Mary felt sorry for Elaine. A pang of
empathy went out for Will’s mother the first time Mary laid eyes on her, seeing
her confused stare and her loving gaze at Will. Mary promised to help his
mother the best she could, all the while not entirely sure of how to proceed
with her own future. On a certain level, Mary felt slightly inconvenienced by
the arrangement, but felt guilty over such thoughts, and thought no more of it.

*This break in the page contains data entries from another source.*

//! Rule persistence seam.
//!
//! Both the editor and the filler receive their store explicitly. The browser
//! build talks to `chrome.storage.local`, the CLI to a JSON file and tests to
//! [`MemoryStore`].

use std::cell::{Cell, RefCell};

use async_trait::async_trait;

use crate::types::Rule;

/// Storage key holding the whole rule collection.
pub const STORAGE_KEY: &str = "autoFillRules";

/// Error type for rule storage.
#[derive(Debug, thiserror::Error)]
pub enum StoreError {
    #[error("Storage backend unavailable: {0}")]
    Unavailable(String),
    #[error("Storage operation failed: {0}")]
    Backend(String),
    #[error("Invalid rule JSON: {0}")]
    Json(#[from] serde_json::Error),
    #[error("I/O error: {0}")]
    Io(#[from] std::io::Error),
}

/// Flat key-value access to the rule collection.
///
/// `load` returns the whole collection (empty when nothing was stored yet) and
/// `save` replaces it. There is no partial update and no transaction: callers
/// do read-modify-write and accept that concurrent writers may race.
#[async_trait(?Send)]
pub trait RuleStore {
    async fn load(&self) -> Result<Vec<Rule>, StoreError>;
    async fn save(&self, rules: &[Rule]) -> Result<(), StoreError>;
}

/// In-memory store.
#[derive(Debug, Default)]
pub struct MemoryStore {
    rules: RefCell<Vec<Rule>>,
    loads: Cell<usize>,
    saves: Cell<usize>,
}

impl MemoryStore {
    pub fn new() -> Self {
        Self::default()
    }

    pub fn with_rules(rules: Vec<Rule>) -> Self {
        Self {
            rules: RefCell::new(rules),
            ..Self::default()
        }
    }

    /// Snapshot of the stored collection.
    pub fn rules(&self) -> Vec<Rule> {
        self.rules.borrow().clone()
    }

    pub fn load_count(&self) -> usize {
        self.loads.get()
    }

    pub fn save_count(&self) -> usize {
        self.saves.get()
    }
}

#[async_trait(?Send)]
impl RuleStore for MemoryStore {
    async fn load(&self) -> Result<Vec<Rule>, StoreError> {
        self.loads.set(self.loads.get() + 1);
        Ok(self.rules.borrow().clone())
    }

    async fn save(&self, rules: &[Rule]) -> Result<(), StoreError> {
        self.saves.set(self.saves.get() + 1);
        *self.rules.borrow_mut() = rules.to_vec();
        Ok(())
    }
}

#[async_trait(?Send)]
impl<S: RuleStore + ?Sized> RuleStore for std::rc::Rc<S> {
    async fn load(&self) -> Result<Vec<Rule>, StoreError> {
        (**self).load().await
    }

    async fn save(&self, rules: &[Rule]) -> Result<(), StoreError> {
        (**self).save(rules).await
    }
}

Will was contemplating what to make of his
own future, and how his mother and Mary would play a part in it. His task was
to help build the Republic of Heaven in his own world, and the first thing he
did was to clarify, for himself, exactly what that meant and how he would go
about doing it. The concept of the
Republic of Heaven was a place where everyone lived in the here and now, living
life to the fullest, treating everyone with kindness and respect and dignity,
ensuring the best life possible for all. He remembered, too, that there were
more specific responsibilities he had been entrusted with. One of them was
telling as many people as he could about the Land of the Dead, and how it was
important for everyone, after they died, to tell the true stories of their
lives to the harpies they would eventually meet in the afterlife.

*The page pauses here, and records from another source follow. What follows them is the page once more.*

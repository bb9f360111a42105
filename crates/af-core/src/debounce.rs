//! Debounce utility.
//!
//! Each call cancels the pending timer (if any) and arms a new one, so a burst
//! of calls runs the task once, `delay_ms` after the last call.

use std::cell::RefCell;

/// Error returned when the host refuses to schedule a timer.
#[derive(Debug, thiserror::Error)]
#[error("Failed to schedule timer: {0}")]
pub struct TimerError(pub String);

/// Host timer facility (`setTimeout`/`clearTimeout` in the browser).
pub trait Timers {
    type Handle;

    fn set_timeout(&self, delay_ms: u32, task: Box<dyn FnOnce()>) -> Result<Self::Handle, TimerError>;

    /// Cancelling an already-fired handle is a no-op.
    fn clear_timeout(&self, handle: Self::Handle);
}

pub struct Debouncer<T: Timers> {
    timers: T,
    delay_ms: u32,
    pending: RefCell<Option<T::Handle>>,
}

impl<T: Timers> Debouncer<T> {
    pub fn new(timers: T, delay_ms: u32) -> Self {
        Self {
            timers,
            delay_ms,
            pending: RefCell::new(None),
        }
    }

    pub fn delay_ms(&self) -> u32 {
        self.delay_ms
    }

    pub fn timers(&self) -> &T {
        &self.timers
    }

    /// Reset the timer and schedule `task`.
    pub fn call(&self, task: Box<dyn FnOnce()>) -> Result<(), TimerError> {
        if let Some(handle) = self.pending.borrow_mut().take() {
            self.timers.clear_timeout(handle);
        }
        let handle = self.timers.set_timeout(self.delay_ms, task)?;
        *self.pending.borrow_mut() = Some(handle);
        Ok(())
    }

    /// Drop the pending timer without running it.
    pub fn cancel(&self) {
        if let Some(handle) = self.pending.borrow_mut().take() {
            self.timers.clear_timeout(handle);
        }
    }
}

That, Will realized, would be one of the
thornier aspects of his work. He thought about more practical methods of
building the Republic.
He felt that, no matter what course of
action he’d take, something needed to be done that would benefit everyone in
such a way that they wouldn’t object to, or even realize, what he was trying to
do. Will lived in a world that wasn’t receptive to many of the commonplace
aspects of Lyra’s world; no daemons, no witches, no
talking polar bears. No knowledge of Dust. Will’s world was closed off to such
things, and he knew that revealing even a little of it would be at best ignored
and disbelieved, and at worst reviled and feared. What, then, would he do?
Will and Mary took full advantage of the
fact that no one from their world could see their daemons unless they were
shown how. After Will had visited the Land of the Dead with Lyra,
he’d finally encountered his daemon Kirjava in
physical form. The journey through the Land of the Dead had endowed him and Lyra with the witch-like ability to be away from their
daemon for long periods of time, and tolerate being separated by great
distances if the situation called for it. Despite this ability, Kirjava accompanied Will most everywhere he went. Mary
didn’t have Will and Lyra’s special ability, but it
mattered little, as no one could see her daemon, either.
After going over what was needed to start
his work on the Republic of Heaven, Will knew he would need to take care of his
own life first. Take care of his mother. Go to school. See to his own needs.
Was that being selfish? No, it was living in the here and now. Building the
Republic of Heaven. The right way to start.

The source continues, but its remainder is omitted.